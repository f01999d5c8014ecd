//! Per-run trace building context
//!
//! A [`TraceContext`] is owned by exactly one interpreter for the duration of
//! one run. Node ids are assigned from the node count, so a fresh context
//! always starts at id 0 and nothing carries over between runs.
//!
//! Nodes can be linked two ways:
//! - directly, by passing the parent id to [`TraceContext::create_node`]
//!   (evaluator hooks)
//! - through the node objects handed to instrumented routine text, whose
//!   `children` and `returnValue` fields are read back in
//!   [`TraceContext::finish`] (source rewrite)

use crate::interpreter::errors::RuntimeError;
use crate::memory::value::{ObjectRef, Value};
use crate::trace::node::{Trace, TraceNode, TraceValue};

/// Property of a node object holding its id
pub const NODE_ID_FIELD: &str = "id";
/// Property of a node object holding child node objects
pub const NODE_CHILDREN_FIELD: &str = "children";
/// Property of a node object holding the captured return value
pub const NODE_RETURN_FIELD: &str = "returnValue";

#[derive(Debug, Default)]
pub struct TraceContext {
    nodes: Vec<TraceNode>,
    handles: Vec<Option<ObjectRef>>,
}

impl TraceContext {
    pub fn new() -> Self {
        TraceContext::default()
    }

    /// Record a new invocation and link it under `parent`; returns its id
    pub fn create_node(
        &mut self,
        params: Vec<(String, TraceValue)>,
        depth: usize,
        parent: Option<usize>,
    ) -> usize {
        let id = self.nodes.len();
        self.nodes.push(TraceNode::new(id, params, depth));
        self.handles.push(None);

        if let Some(parent) = parent.and_then(|p| self.nodes.get_mut(p)) {
            parent.children.push(id);
        }

        tracing::trace!(id, depth, ?parent, "trace node created");
        id
    }

    /// Associate the node object given to instrumented code with node `id`
    pub fn attach_handle(&mut self, id: usize, handle: ObjectRef) {
        if let Some(slot) = self.handles.get_mut(id) {
            *slot = Some(handle);
        }
    }

    pub fn depth_of(&self, id: usize) -> Option<usize> {
        self.nodes.get(id).map(|node| node.depth)
    }

    /// Capture the return value of node `id`. Only the first non-nullish
    /// value is kept.
    pub fn record_return(&mut self, id: usize, value: TraceValue) {
        if let Some(node) = self.nodes.get_mut(id) {
            if node.return_value.is_none() && !value.is_nullish() {
                node.return_value = Some(value);
            }
        }
    }

    pub fn len(&self) -> usize {
        self.nodes.len()
    }

    pub fn is_empty(&self) -> bool {
        self.nodes.is_empty()
    }

    /// Close the run and materialize the trace
    pub fn finish(mut self) -> Result<Trace, RuntimeError> {
        for id in 0..self.nodes.len() {
            let Some(handle) = self.handles[id].take() else {
                continue;
            };
            let node_obj = handle.borrow();

            if let Some(Value::Array(children)) = node_obj.get(NODE_CHILDREN_FIELD) {
                for child in children.borrow().iter() {
                    let child_id = node_object_id(child).ok_or_else(|| {
                        RuntimeError::InconsistentTrace {
                            reason: format!("node {} has a child that is not a trace node", id),
                        }
                    })?;
                    self.nodes[id].children.push(child_id);
                }
            }

            if let Some(value) = node_obj.get(NODE_RETURN_FIELD) {
                let value = value.to_trace_value();
                self.record_return(id, value);
            }
        }

        let trace = Trace::new(self.nodes);
        trace
            .validate()
            .map_err(|defect| RuntimeError::InconsistentTrace {
                reason: defect.to_string(),
            })?;
        Ok(trace)
    }
}

/// The id stored in a node object, if the value is one
fn node_object_id(value: &Value) -> Option<usize> {
    let Value::Object(obj) = value else {
        return None;
    };
    match obj.borrow().get(NODE_ID_FIELD) {
        Some(Value::Number(n)) if *n >= 0.0 && n.fract() == 0.0 => Some(*n as usize),
        _ => None,
    }
}

#[cfg(test)]
mod tests {
    use super::*;
    use crate::memory::value::JsObject;
    use std::cell::RefCell;
    use std::rc::Rc;

    fn param(n: f64) -> Vec<(String, TraceValue)> {
        vec![("n".to_string(), TraceValue::Number(n))]
    }

    #[test]
    fn test_direct_linking() {
        let mut ctx = TraceContext::new();
        let root = ctx.create_node(param(2.0), 0, None);
        let child = ctx.create_node(param(1.0), 1, Some(root));
        ctx.record_return(child, TraceValue::Number(1.0));
        ctx.record_return(root, TraceValue::Number(2.0));
        ctx.record_return(root, TraceValue::Number(99.0));

        let trace = ctx.finish().unwrap();
        assert_eq!(trace.nodes[0].children, vec![1]);
        assert_eq!(trace.nodes[0].return_value, Some(TraceValue::Number(2.0)));
    }

    #[test]
    fn test_nullish_return_stays_unset() {
        let mut ctx = TraceContext::new();
        let root = ctx.create_node(vec![], 0, None);
        ctx.record_return(root, TraceValue::Undefined);

        let trace = ctx.finish().unwrap();
        assert!(trace.nodes[0].return_value.is_none());
    }

    fn node_object(id: usize) -> ObjectRef {
        let mut obj = JsObject::new();
        obj.set(NODE_ID_FIELD, Value::Number(id as f64));
        obj.set(NODE_CHILDREN_FIELD, Value::array(vec![]));
        obj.set(NODE_RETURN_FIELD, Value::Null);
        Rc::new(RefCell::new(obj))
    }

    #[test]
    fn test_linking_through_handles() {
        let mut ctx = TraceContext::new();
        let root = ctx.create_node(param(1.0), 0, None);
        let child = ctx.create_node(param(0.0), 1, None);
        let root_obj = node_object(root);
        let child_obj = node_object(child);
        ctx.attach_handle(root, root_obj.clone());
        ctx.attach_handle(child, child_obj.clone());

        if let Some(Value::Array(children)) = root_obj.borrow().get(NODE_CHILDREN_FIELD) {
            children.borrow_mut().push(Value::Object(child_obj.clone()));
        }
        root_obj
            .borrow_mut()
            .set(NODE_RETURN_FIELD, Value::Number(1.0));

        let trace = ctx.finish().unwrap();
        assert_eq!(trace.nodes[0].children, vec![1]);
        assert_eq!(trace.nodes[0].return_value, Some(TraceValue::Number(1.0)));
        assert!(trace.nodes[1].return_value.is_none());
    }

    #[test]
    fn test_detached_node_is_rejected() {
        let mut ctx = TraceContext::new();
        ctx.create_node(param(1.0), 0, None);
        ctx.create_node(param(0.0), 0, None);

        let err = ctx.finish().unwrap_err();
        assert!(matches!(err, RuntimeError::InconsistentTrace { .. }));
    }
}
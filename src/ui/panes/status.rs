//! Status bar rendering with keybindings and playback state

use crate::ui::theme::DEFAULT_THEME;
use ratatui::{
    layout::{Alignment, Constraint, Direction, Layout, Rect},
    style::{Color, Modifier, Style},
    text::{Line, Span},
    widgets::Paragraph,
    Frame,
};

/// Render the status bar at the bottom.
pub fn render_status_bar(
    frame: &mut Frame,
    area: Rect,
    message: &str,
    position: usize,
    total_events: usize,
    is_playing: bool,
) {
    let layout = Layout::default()
        .direction(Direction::Horizontal)
        .constraints([Constraint::Percentage(50), Constraint::Percentage(50)])
        .split(area);

    let left_spans = vec![
        Span::styled(
            format!(" Step {}/{} ", position, total_events),
            Style::default()
                .bg(DEFAULT_THEME.primary)
                .fg(Color::Black)
                .add_modifier(Modifier::BOLD),
        ),
        Span::styled(
            " | ",
            Style::default()
                .bg(DEFAULT_THEME.current_line_bg)
                .fg(DEFAULT_THEME.comment),
        ),
        Span::styled(
            format!(" {} ", message),
            Style::default()
                .bg(DEFAULT_THEME.current_line_bg)
                .fg(DEFAULT_THEME.fg),
        ),
    ];

    frame.render_widget(
        Paragraph::new(Line::from(left_spans))
            .style(Style::default().bg(DEFAULT_THEME.current_line_bg))
            .alignment(Alignment::Left),
        layout[0],
    );

    let key_style = Style::default().bg(DEFAULT_THEME.comment).fg(Color::Black);
    let desc_style = Style::default()
        .bg(DEFAULT_THEME.current_line_bg)
        .fg(DEFAULT_THEME.fg);
    let sep_style = Style::default()
        .bg(DEFAULT_THEME.current_line_bg)
        .fg(DEFAULT_THEME.comment);

    let mut right_spans = vec![
        Span::styled(" ←/→ ", key_style),
        Span::styled(" step ", desc_style),
        Span::styled("│", sep_style),
        Span::styled(" ⎵ ", key_style),
        Span::styled(" play ", desc_style),
        Span::styled("│", sep_style),
        Span::styled(" ↵ / ⌫ ", key_style),
        Span::styled(" end/start ", desc_style),
        Span::styled("│", sep_style),
        Span::styled(" +/- ", key_style),
        Span::styled(" zoom ", desc_style),
        Span::styled("│", sep_style),
        Span::styled("q", key_style),
        Span::styled(" quit ", desc_style),
    ];

    let badge = if is_playing {
        Some((" ▶ PLAYING ", DEFAULT_THEME.secondary))
    } else if total_events > 0 && position == total_events {
        Some((" END ", DEFAULT_THEME.error))
    } else if position == 0 {
        Some((" START ", DEFAULT_THEME.success))
    } else {
        None
    };

    if let Some((label, color)) = badge {
        right_spans.push(Span::styled("│", sep_style));
        right_spans.push(Span::styled(
            label,
            Style::default()
                .bg(color)
                .fg(Color::Black)
                .add_modifier(Modifier::BOLD),
        ));
    }

    frame.render_widget(
        Paragraph::new(Line::from(right_spans))
            .style(Style::default().bg(DEFAULT_THEME.current_line_bg))
            .alignment(Alignment::Right),
        layout[1],
    );
}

**WHAT YOU HAVE TO DO:** Across the data, pull every line containing the string "badge".

**SOLUTION FOR THIS TASK:**
    let badge = if is_playing {
    if let Some((label, color)) = badge {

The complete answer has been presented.